In which lines of the data does the string "usize" appear? Copy every one.

*** Begin section ***

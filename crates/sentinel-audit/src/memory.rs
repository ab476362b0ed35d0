//! In-memory implementation of `AuditWriter`.
//!
//! Events live in a `Vec` behind a `Mutex`, so the engine and the OTP
//! manager can share one writer across threads. Once finalized the writer
//! refuses further records.

use std::sync::Mutex;

use chrono::Utc;
use tracing::{debug, info};

use sentinel_contracts::{
    assessment::AuditRecord,
    error::{SentinelError, SentinelResult},
};
use sentinel_core::traits::AuditWriter;

use crate::{
    chain::{hash_event, verify_chain},
    event::{AuditEvent, AuditLog},
};

pub(crate) struct InMemoryState {
    pub(crate) events: Vec<AuditEvent>,
    pub(crate) last_hash: String,
    pub(crate) sealed: bool,
}

/// An in-memory, append-only audit writer backed by a SHA-256 hash chain.
pub struct InMemoryAuditWriter {
    stream_id: String,
    pub(crate) state: Mutex<InMemoryState>,
}

impl InMemoryAuditWriter {
    pub fn new(stream_id: impl Into<String>) -> Self {
        Self {
            stream_id: stream_id.into(),
            state: Mutex::new(InMemoryState {
                events: Vec::new(),
                last_hash: AuditEvent::GENESIS_HASH.to_string(),
                sealed: false,
            }),
        }
    }

    fn lock(&self) -> SentinelResult<std::sync::MutexGuard<'_, InMemoryState>> {
        self.state.lock().map_err(|e| SentinelError::AuditWriteFailed {
            reason: format!("audit state lock poisoned: {}", e),
        })
    }

    /// Export every event written so far.
    pub fn export_log(&self) -> SentinelResult<AuditLog> {
        let state = self.lock()?;
        Ok(AuditLog {
            stream_id: self.stream_id.clone(),
            events: state.events.clone(),
            exported_at: Utc::now(),
            terminal_hash: state
                .events
                .last()
                .map(|e| e.this_hash.clone())
                .unwrap_or_default(),
            sealed: state.sealed,
        })
    }

    /// Re-verify the in-memory chain. A poisoned lock counts as a failure.
    pub fn verify_integrity(&self) -> bool {
        match self.lock() {
            Ok(state) => verify_chain(&state.events),
            Err(_) => false,
        }
    }

    pub fn len(&self) -> usize {
        self.lock().map(|s| s.events.len()).unwrap_or(0)
    }

    pub fn is_empty(&self) -> bool {
        self.len() == 0
    }
}

impl AuditWriter for InMemoryAuditWriter {
    fn write(&self, record: &AuditRecord) -> SentinelResult<()> {
        let mut state = self.lock()?;
        if state.sealed {
            return Err(SentinelError::AuditWriteFailed {
                reason: format!("audit stream '{}' is sealed", self.stream_id),
            });
        }

        let sequence = state.events.len() as u64;
        let prev_hash = state.last_hash.clone();
        let this_hash = hash_event(&self.stream_id, sequence, record, &prev_hash)?;

        debug!(sequence, kind = ?record.kind, subject = %record.subject, "audit record appended");

        state.events.push(AuditEvent {
            sequence,
            stream_id: self.stream_id.clone(),
            record: record.clone(),
            prev_hash,
            this_hash: this_hash.clone(),
        });
        state.last_hash = this_hash;
        Ok(())
    }

    fn finalize(&self) -> SentinelResult<()> {
        let mut state = self.lock()?;
        state.sealed = true;
        info!(
            stream_id = %self.stream_id,
            event_count = state.events.len(),
            terminal_hash = %state.last_hash,
            "audit stream sealed"
        );
        Ok(())
    }
}
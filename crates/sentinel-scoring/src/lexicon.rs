//! Lexicon matching: case-insensitive substring and whole-word scans
//! against fixed phrase sets.
//!
//! No tokenization and no fuzzy matching. A phrase is present when it
//! appears verbatim in the normalized text. Normalization never mutates the
//! caller's string; it returns a new one.

/// Lower-case and trim.
pub fn normalize(text: &str) -> String {
    text.trim().to_lowercase()
}

/// Catalog entries found as substrings of `normalize(text)`, in catalog
/// order.
///
/// Blank catalog entries never match, so empty text always yields an empty
/// result.
pub fn match_phrases<'c>(text: &str, catalog: &'c [String]) -> Vec<&'c str> {
    let haystack = normalize(text);
    catalog
        .iter()
        .map(|phrase| phrase.as_str())
        .filter(|phrase| contains_phrase(&haystack, phrase))
        .collect()
}

/// True when the normalized `phrase` is non-empty and occurs in the
/// normalized `text`.
pub fn contains_phrase(text: &str, phrase: &str) -> bool {
    let needle = normalize(phrase);
    !needle.is_empty() && normalize(text).contains(&needle)
}

/// Number of distinct filler tokens that occur as whole words.
///
/// A filler counts when it appears surrounded by spaces in the normalized
/// text padded with one space on each side. Each filler counts at most once,
/// however often it is repeated. Punctuation glued to a word prevents the
/// match.
pub fn count_fillers(text: &str, fillers: &[String]) -> usize {
    let padded = format!(" {} ", normalize(text));
    fillers
        .iter()
        .map(|filler| normalize(filler))
        .filter(|filler| !filler.is_empty() && padded.contains(&format!(" {filler} ")))
        .count()
}

/// True when any whitespace-separated word of `phrase` is a substring of
/// `text`. Both sides are normalized first.
pub fn contains_any_word(text: &str, phrase: &str) -> bool {
    let haystack = normalize(text);
    normalize(phrase)
        .split_whitespace()
        .any(|word| haystack.contains(word))
}
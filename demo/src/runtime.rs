//! Wiring for the demo: one engine and one OTP manager sharing an in-memory
//! hash-chained audit trail.

use std::path::Path;
use std::sync::Arc;

use serde::Serialize;
use tracing::info;

use sentinel_audit::InMemoryAuditWriter;
use sentinel_contracts::error::{SentinelError, SentinelResult};
use sentinel_core::{clock::SystemClock, traits::AuditWriter, DecisionEngine};
use sentinel_otp::{DeliveryRoute, InMemorySessionStore, OtpManager};
use sentinel_policy::{GatewayCredentials, OtpSettings, ScoringPolicy};

pub struct Runtime {
    pub engine: DecisionEngine,
    pub otp: OtpManager,
    pub audit: Arc<InMemoryAuditWriter>,
}

impl Runtime {
    pub fn build(policy_path: Option<&Path>, settings: OtpSettings) -> SentinelResult<Self> {
        let policy = match policy_path {
            Some(path) => ScoringPolicy::from_file(path)?,
            None => ScoringPolicy::default(),
        };
        let audit = Arc::new(InMemoryAuditWriter::new("sentinel-demo"));
        let clock = Arc::new(SystemClock);

        // No carrier client ships with the demo; configured credentials are
        // reported and the local fallback carries every code.
        let route = DeliveryRoute::select(GatewayCredentials::from_env(), |_| {
            Err(SentinelError::DeliveryFailed {
                reason: "no carrier client in this build".to_string(),
            })
        });

        let engine = DecisionEngine::new(policy, audit.clone(), clock.clone());
        let otp = OtpManager::new(Arc::new(InMemorySessionStore::new()), clock, settings, route)?
            .with_audit(audit.clone());

        Ok(Self { engine, otp, audit })
    }

    /// Seal the audit trail and confirm the chain is intact.
    pub fn finish(&self) -> SentinelResult<()> {
        self.audit.finalize()?;
        let log = self.audit.export_log()?;
        if !self.audit.verify_integrity() {
            return Err(SentinelError::Internal {
                reason: "audit chain failed verification".to_string(),
            });
        }
        info!(events = log.events.len(), "audit trail sealed");
        println!(
            "Audit trail: {} events, chain verified, terminal hash {}",
            log.events.len(),
            log.terminal_hash
        );
        Ok(())
    }
}

pub fn print_json<T: Serialize>(label: &str, value: &T) -> SentinelResult<()> {
    let text = serde_json::to_string_pretty(value).map_err(|e| SentinelError::Internal {
        reason: format!("failed to render {label}: {e}"),
    })?;
    println!("── {label}");
    println!("{text}");
    println!();
    Ok(())
}
//! Phone number normalization.
//!
//! Only digits are kept. Ten digits are a national number and get the
//! default country code; twelve digits already carry one. Everything else is
//! rejected at issuance.

use sentinel_contracts::error::{SentinelError, SentinelResult};

/// Normalize to `+<country><number>`.
pub fn normalize_phone(raw: &str, country_code: &str) -> SentinelResult<String> {
    let digits: String = raw.chars().filter(char::is_ascii_digit).collect();
    match digits.len() {
        10 => Ok(format!("+{country_code}{digits}")),
        12 => Ok(format!("+{digits}")),
        other => Err(SentinelError::InvalidPhoneFormat { digits: other }),
    }
}

/// Normalize when possible, otherwise return the trimmed input unchanged.
///
/// Used at verification, where a malformed number must surface as a phone
/// mismatch rather than a format error.
pub fn normalize_phone_lenient(raw: &str, country_code: &str) -> String {
    normalize_phone(raw, country_code).unwrap_or_else(|_| raw.trim().to_string())
}

/// Keep only the last four digits for log fields.
pub fn mask_phone(phone: &str) -> String {
    let digits: Vec<char> = phone.chars().filter(char::is_ascii_digit).collect();
    let tail: String = digits[digits.len().saturating_sub(4)..].iter().collect();
    format!("***{tail}")
}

*** End section ***

[ANSWER FOR THIS EXERCISE]
    pub fn len(&self) -> usize {
pub fn count_fillers(text: &str, fillers: &[String]) -> usize {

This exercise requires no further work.